Given a small ∞-category C, this will motivate the notion of a logical structure sheaf on C whose ideals correspond exactly to the left exact localizations of the infinity-category [Cop, S] of presheaves over C. This in turn will naturally lead to a corresponding notion of generalized Grothendieck topologies on C which, first, capture all higher toposes embedded in [Cop, S], and second, correspond exactly to the classical notion of Grothendieck topologies in the monic (i.e. the proof irrelevant) context. We will see that these notions induce a Kripke-Joyal semantics valued in spaces (rather than in the classical subobject classifier) in obvious fashion as well. In the end of the talk we will take a look at a few examples of such topologies and, if time permits (which it rarely ever does, time appears to be pretty absolute when it comes to this), end with a discussion of some open questions.
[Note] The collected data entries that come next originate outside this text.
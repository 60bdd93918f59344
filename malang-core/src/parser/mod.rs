pub mod error;
pub mod expressions;
pub mod statements;

use crate::ast::{Identifier, Program};
use crate::lexer::{Token, TokenKind, Tokenizer};
pub use error::ParseError;
use statements::parse_statement;

/// Pratt parser over a [`Tokenizer`]. Comment tokens never reach the grammar.
pub struct Parser<'a> {
    tokenizer: Tokenizer<'a>,
    peeked: Token,
    last_consumed: Option<TokenKind>,
}

impl<'a> Parser<'a> {
    pub fn new(mut tokenizer: Tokenizer<'a>) -> Self {
        let peeked = Self::next_significant(&mut tokenizer);
        Self {
            tokenizer,
            peeked,
            last_consumed: None,
        }
    }

    fn next_significant(tokenizer: &mut Tokenizer<'a>) -> Token {
        loop {
            let token = tokenizer.next_token();
            if token.kind != TokenKind::Comment {
                return token;
            }
        }
    }

    pub(crate) fn peek(&self) -> &Token {
        &self.peeked
    }

    pub(crate) fn peek_is(&self, kind: TokenKind) -> bool {
        self.peeked.kind == kind
    }

    /// Consumes the lookahead token. At the end of input this keeps returning
    /// `EOF`.
    pub(crate) fn next_token(&mut self) -> Token {
        let next = Self::next_significant(&mut self.tokenizer);
        let token = std::mem::replace(&mut self.peeked, next);
        self.last_consumed = Some(token.kind);
        token
    }

    pub(crate) fn next_if(&mut self, kind: TokenKind) -> Option<Token> {
        if self.peek_is(kind) {
            Some(self.next_token())
        } else {
            None
        }
    }

    /// Consumes the next token if it has the given kind. The token is left in
    /// place otherwise.
    pub(crate) fn expect_token(&mut self, kind: TokenKind) -> Result<Token, ParseError> {
        match self.next_if(kind) {
            Some(token) => Ok(token),
            None => Err(ParseError::unexpected_token(kind, self.peeked.clone())),
        }
    }

    pub(crate) fn parse_ident(&mut self) -> Result<Identifier, ParseError> {
        let token = self.expect_token(TokenKind::Ident)?;
        Ok(Identifier {
            name: token.literal.clone(),
            token,
        })
    }

    // Drops tokens up to and including the next `;`, unless the failed
    // statement already ended on one.
    fn synchronize(&mut self) {
        if self.last_consumed == Some(TokenKind::SemiColon) {
            return;
        }
        loop {
            match self.peeked.kind {
                TokenKind::Eof => return,
                TokenKind::SemiColon => {
                    self.next_token();
                    return;
                }
                _ => {
                    self.next_token();
                }
            }
        }
    }

    /// Parses the whole input, collecting every error on the way. The program
    /// holds the statements that did parse.
    pub fn parse_program_recovering(&mut self) -> (Program, Vec<ParseError>) {
        let mut statements = Vec::new();
        let mut errors = Vec::new();

        while !self.peek_is(TokenKind::Eof) {
            match parse_statement(self) {
                Ok(statement) => statements.push(statement),
                Err(error) => {
                    tracing::debug!(%error, start = error.token().start, "parse error");
                    errors.push(error);
                    self.synchronize();
                }
            }
        }

        (Program { statements }, errors)
    }

    pub fn parse_program(&mut self) -> Result<Program, Vec<ParseError>> {
        let (program, errors) = self.parse_program_recovering();
        if errors.is_empty() {
            Ok(program)
        } else {
            Err(errors)
        }
    }
}

/// Lexes and parses `input` in one go.
pub fn parse(input: &str) -> Result<Program, Vec<ParseError>> {
    Parser::new(Tokenizer::new(input)).parse_program()
}
//! OCR client that uploads an image as multipart form data.
//!
//! Failures are reported immediately: OCR is never retried.

use super::image::{ImageHandle, LoadedImage};
use super::response::OcrResponse;
use crate::config::{resolve_env_var, OcrConfig};
use crate::error::ServiceError;
use crate::types::ExtractionResult;
use async_trait::async_trait;
use reqwest::multipart::{Form, Part};
use std::time::Duration;

/// Anything that can turn an image into question text.
#[async_trait]
pub trait TextExtractor: Send + Sync {
    /// Service name for logging.
    fn name(&self) -> &str;

    /// Extract text from `image` using the given recognition language.
    async fn extract(&self, image: &ImageHandle, language: &str) -> ExtractionResult;
}

/// Client for the OCR.space parse endpoint.
pub struct OcrSpaceClient {
    api_key: String,
    endpoint: String,
    engine: u8,
    max_image_bytes: u64,
    timeout: Duration,
    client: reqwest::Client,
}

impl OcrSpaceClient {
    pub fn new(api_key: &str, endpoint: &str) -> Self {
        let defaults = OcrConfig::default();
        Self {
            api_key: api_key.to_string(),
            endpoint: endpoint.to_string(),
            engine: defaults.engine,
            max_image_bytes: 5 * 1024 * 1024,
            timeout: Duration::from_millis(defaults.timeout_ms),
            client: reqwest::Client::new(),
        }
    }

    /// Build a client from config, resolving the API key reference.
    pub fn from_config(config: &OcrConfig, max_image_size_mb: u64) -> Result<Self, ServiceError> {
        let api_key = resolve_env_var(&config.api_key).ok_or_else(|| {
            ServiceError::new("OCR API key not set. Set OCR_SPACE_API_KEY env var.")
        })?;
        Ok(Self {
            engine: config.engine,
            max_image_bytes: max_image_size_mb.saturating_mul(1024 * 1024),
            timeout: Duration::from_millis(config.timeout_ms),
            ..Self::new(&api_key, &config.endpoint)
        })
    }

    /// Non-file form fields, in the order they are sent.
    fn form_fields(&self, language: &str) -> Vec<(&'static str, String)> {
        vec![
            ("language", language.to_string()),
            ("apikey", self.api_key.clone()),
            ("isOverlayRequired", "false".to_string()),
            ("detectOrientation", "true".to_string()),
            ("scale", "true".to_string()),
            ("OCREngine", self.engine.to_string()),
        ]
    }

    async fn send(&self, image: LoadedImage, language: &str) -> Result<OcrResponse, ServiceError> {
        let part = Part::bytes(image.bytes)
            .file_name(image.file_name)
            .mime_str(image.media_type)
            .map_err(|e| ServiceError::new(format!("Invalid image MIME type: {e}")))?;

        let form = self
            .form_fields(language)
            .into_iter()
            .fold(Form::new().part("file", part), |form, (name, value)| {
                form.text(name, value)
            });

        let resp = self
            .client
            .post(&self.endpoint)
            .header("Accept", "application/json")
            .header("apikey", &self.api_key)
            .multipart(form)
            .timeout(self.timeout)
            .send()
            .await
            .map_err(|e| ServiceError::new(format!("OCR request failed: {e}")))?;

        let status = resp.status();
        tracing::debug!("OCR response status: {status}");
        if !status.is_success() {
            let text = resp.text().await.unwrap_or_default();
            return Err(ServiceError::with_status(
                format!("OCR HTTP {status}: {text}"),
                status.as_u16(),
            ));
        }

        resp.json::<OcrResponse>()
            .await
            .map_err(|e| ServiceError::new(format!("Failed to parse OCR response: {e}")))
    }
}

#[async_trait]
impl TextExtractor for OcrSpaceClient {
    fn name(&self) -> &str {
        "ocr.space"
    }

    async fn extract(&self, image: &ImageHandle, language: &str) -> ExtractionResult {
        let loaded = match image.load(self.max_image_bytes).await {
            Ok(loaded) => loaded,
            Err(e) => {
                tracing::warn!("Cannot prepare {} for OCR: {e}", image.display_name());
                return ExtractionResult::Failure {
                    reason: e.to_string(),
                };
            }
        };

        tracing::debug!(
            "Sending {} ({} bytes, {}) to OCR",
            loaded.file_name,
            loaded.bytes.len(),
            loaded.media_type
        );

        match self.send(loaded, language).await {
            Ok(response) => response.interpret(),
            Err(e) => {
                tracing::warn!("OCR failed for {}: {e}", image.display_name());
                ExtractionResult::Failure { reason: e.message }
            }
        }
    }
}
//! Configuration validation with range checks.

use crate::error::ConfigError;

use super::Config;

impl Config {
    /// Validate configuration values are within acceptable ranges.
    pub(crate) fn validate(&self) -> Result<(), ConfigError> {
        if self.retry.max_attempts == 0 {
            return Err(ConfigError::ValidationError(
                "retry.max_attempts must be > 0".into(),
            ));
        }
        if self.ocr.timeout_ms == 0 {
            return Err(ConfigError::ValidationError(
                "ocr.timeout_ms must be > 0".into(),
            ));
        }
        if !matches!(self.ocr.engine, 1..=3) {
            return Err(ConfigError::ValidationError(
                "ocr.engine must be 1, 2 or 3".into(),
            ));
        }
        if self.ocr.language.trim().is_empty() {
            return Err(ConfigError::ValidationError(
                "ocr.language must not be empty".into(),
            ));
        }
        if self.inference.timeout_ms == 0 {
            return Err(ConfigError::ValidationError(
                "inference.timeout_ms must be > 0".into(),
            ));
        }
        if self.inference.model.trim().is_empty() {
            return Err(ConfigError::ValidationError(
                "inference.model must not be empty".into(),
            ));
        }
        if self.chat.timeout_ms == 0 {
            return Err(ConfigError::ValidationError(
                "chat.timeout_ms must be > 0".into(),
            ));
        }
        if self.limits.max_question_chars == 0 {
            return Err(ConfigError::ValidationError(
                "limits.max_question_chars must be > 0".into(),
            ));
        }
        if self.limits.max_image_size_mb == 0 {
            return Err(ConfigError::ValidationError(
                "limits.max_image_size_mb must be > 0".into(),
            ));
        }
        Ok(())
    }
}

#[cfg(test)]
mod tests {
    use super::*;

    #[test]
    fn test_default_config_passes_validation() {
        let config = Config::default();
        assert!(config.validate().is_ok());
    }

    #[test]
    fn test_validate_rejects_zero_attempts() {
        let mut config = Config::default();
        config.retry.max_attempts = 0;
        let err = config.validate().unwrap_err();
        assert!(err.to_string().contains("max_attempts"));
    }

    #[test]
    fn test_validate_allows_zero_base_delay() {
        let mut config = Config::default();
        config.retry.base_delay_ms = 0;
        assert!(config.validate().is_ok());
    }

    #[test]
    fn test_validate_rejects_unknown_engine() {
        let mut config = Config::default();
        config.ocr.engine = 7;
        let err = config.validate().unwrap_err();
        assert!(err.to_string().contains("ocr.engine"));
    }

    #[test]
    fn test_validate_rejects_zero_timeout() {
        let mut config = Config::default();
        config.inference.timeout_ms = 0;
        let err = config.validate().unwrap_err();
        assert!(err.to_string().contains("inference.timeout_ms"));
    }

    #[test]
    fn test_validate_rejects_blank_model() {
        let mut config = Config::default();
        config.inference.model = "  ".into();
        let err = config.validate().unwrap_err();
        assert!(err.to_string().contains("inference.model"));
    }
}
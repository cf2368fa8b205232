//! Consultant chat transcript.

use super::backend::ChatBackend;
use serde::Serialize;
use std::sync::Arc;

/// Reply recorded when the backend fails.
pub const CHAT_ERROR_REPLY: &str =
    "I'm sorry, I'm having trouble responding right now. Please try again.";

#[derive(Debug, Clone, Copy, PartialEq, Eq, Serialize)]
#[serde(rename_all = "lowercase")]
pub enum Sender {
    User,
    Bot,
}

/// One entry in the transcript.
#[derive(Debug, Clone, PartialEq, Eq, Serialize)]
pub struct ChatMessage {
    pub id: u64,
    pub sender: Sender,
    pub text: String,
    #[serde(skip_serializing_if = "std::ops::Not::not")]
    pub is_error: bool,
}

/// A conversation with the consultant. Each message is sent on its own; the
/// transcript is kept for display only.
pub struct ChatSession {
    backend: Arc<dyn ChatBackend>,
    messages: Vec<ChatMessage>,
    next_id: u64,
}

impl ChatSession {
    pub fn new(backend: Arc<dyn ChatBackend>) -> Self {
        Self {
            backend,
            messages: Vec::new(),
            next_id: 1,
        }
    }

    pub fn messages(&self) -> &[ChatMessage] {
        &self.messages
    }

    /// Send a message and return the bot's reply.
    ///
    /// Blank messages are ignored and return `None`. A backend failure is
    /// recorded as an error reply rather than surfaced as an error.
    pub async fn send(&mut self, message: &str) -> Option<&ChatMessage> {
        let message = message.trim();
        if message.is_empty() {
            return None;
        }

        self.push(Sender::User, message.to_string(), false);

        let (text, is_error) = match self.backend.generate(message).await {
            Ok(reply) => (reply, false),
            Err(e) => {
                tracing::warn!("{} chat failed: {e}", self.backend.name());
                (CHAT_ERROR_REPLY.to_string(), true)
            }
        };
        self.push(Sender::Bot, text, is_error);
        self.messages.last()
    }

    fn push(&mut self, sender: Sender, text: String, is_error: bool) {
        self.messages.push(ChatMessage {
            id: self.next_id,
            sender,
            text,
            is_error,
        });
        self.next_id += 1;
    }
}

#[cfg(test)]
mod tests {
    use super::*;
    use crate::error::ServiceError;
    use async_trait::async_trait;
    use std::sync::atomic::{AtomicU32, Ordering};

    struct EchoBackend {
        fail: bool,
        calls: AtomicU32,
    }

    #[async_trait]
    impl ChatBackend for EchoBackend {
        fn name(&self) -> &str {
            "echo"
        }

        async fn generate(&self, prompt: &str) -> Result<String, ServiceError> {
            self.calls.fetch_add(1, Ordering::SeqCst);
            if self.fail {
                Err(ServiceError::with_status("HTTP 429", 429))
            } else {
                Ok(format!("echo: {prompt}"))
            }
        }
    }

    fn session(fail: bool) -> (ChatSession, Arc<EchoBackend>) {
        let backend = Arc::new(EchoBackend {
            fail,
            calls: AtomicU32::new(0),
        });
        (ChatSession::new(backend.clone()), backend)
    }

    #[tokio::test]
    async fn test_reply_appended_after_user_message() {
        let (mut chat, _) = session(false);
        let reply = chat.send("  hello ").await.cloned().unwrap();
        assert_eq!(reply.text, "echo: hello");
        assert_eq!(reply.sender, Sender::Bot);

        let transcript = chat.messages();
        assert_eq!(transcript.len(), 2);
        assert_eq!(transcript[0].sender, Sender::User);
        assert_eq!(transcript[0].text, "hello");
        assert!(transcript[0].id < transcript[1].id);
    }

    #[tokio::test]
    async fn test_blank_message_ignored() {
        let (mut chat, backend) = session(false);
        assert!(chat.send("   ").await.is_none());
        assert!(chat.messages().is_empty());
        assert_eq!(backend.calls.load(Ordering::SeqCst), 0);
    }

    #[tokio::test]
    async fn test_failure_recorded_as_error_reply_without_retry() {
        let (mut chat, backend) = session(true);
        let reply = chat.send("hi").await.cloned().unwrap();
        assert!(reply.is_error);
        assert_eq!(reply.text, CHAT_ERROR_REPLY);
        assert_eq!(backend.calls.load(Ordering::SeqCst), 1);
    }

    #[tokio::test]
    async fn test_ids_keep_increasing() {
        let (mut chat, _) = session(false);
        chat.send("one").await;
        chat.send("two").await;
        let ids: Vec<u64> = chat.messages().iter().map(|m| m.id).collect();
        assert_eq!(ids, vec![1, 2, 3, 4]);
    }
}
Stephan Tillmann: On the space of properly convex projective structures

20th May, 2021

This talk will be in two parts. I will outline joint work with Daryl Cooper concerning the space of holonomies of properly convex real projective structures on manifolds whose fundamental group satisfies a few natural properties. This generalizes previous work by Benoist for closed manifolds. A key example, computed with Joan Porti, is used to illustrate the main results.

Tashi Walde: Higher Segal spaces via Higher Excision

20th May, 2021

Starting from the classical Segal spaces, Dyckerhoff and Kapranov introduced a hierarchy of what they call higher Segal structures. While the first new level (2-Segal spaces) has been well studied in recent years, not much is known about the higher levels and the hierarchy as a whole.

In this talk I explain how this hierarchy can be understood conceptually in close analogy to the manifold calculus of Goodwillie and Weiss. I describe a natural 'discrete manifold calculus' on the simplex category and on the cyclic category, for which the polynomial functors are precisely the higher Segal objects. Furthermore, this perspective yields intrinsic categorical characterizations of higher Segal objects in the spirit of higher excision.

Walter Tholen: Spaces vs Categories, Perfect Maps vs Discrete Fibrations

6th May, 2021

We consider perfect maps of topological spaces and discrete cofibrations of categories to guide us into Burroni's notions of T-category and T-functor. In that environment we establish a so-called comprehensive factorization system that entails the classical Street-Walters system, as well as the (antiperfect, perfect) system for continuous maps of Tychonoff spaces known since the 1960s.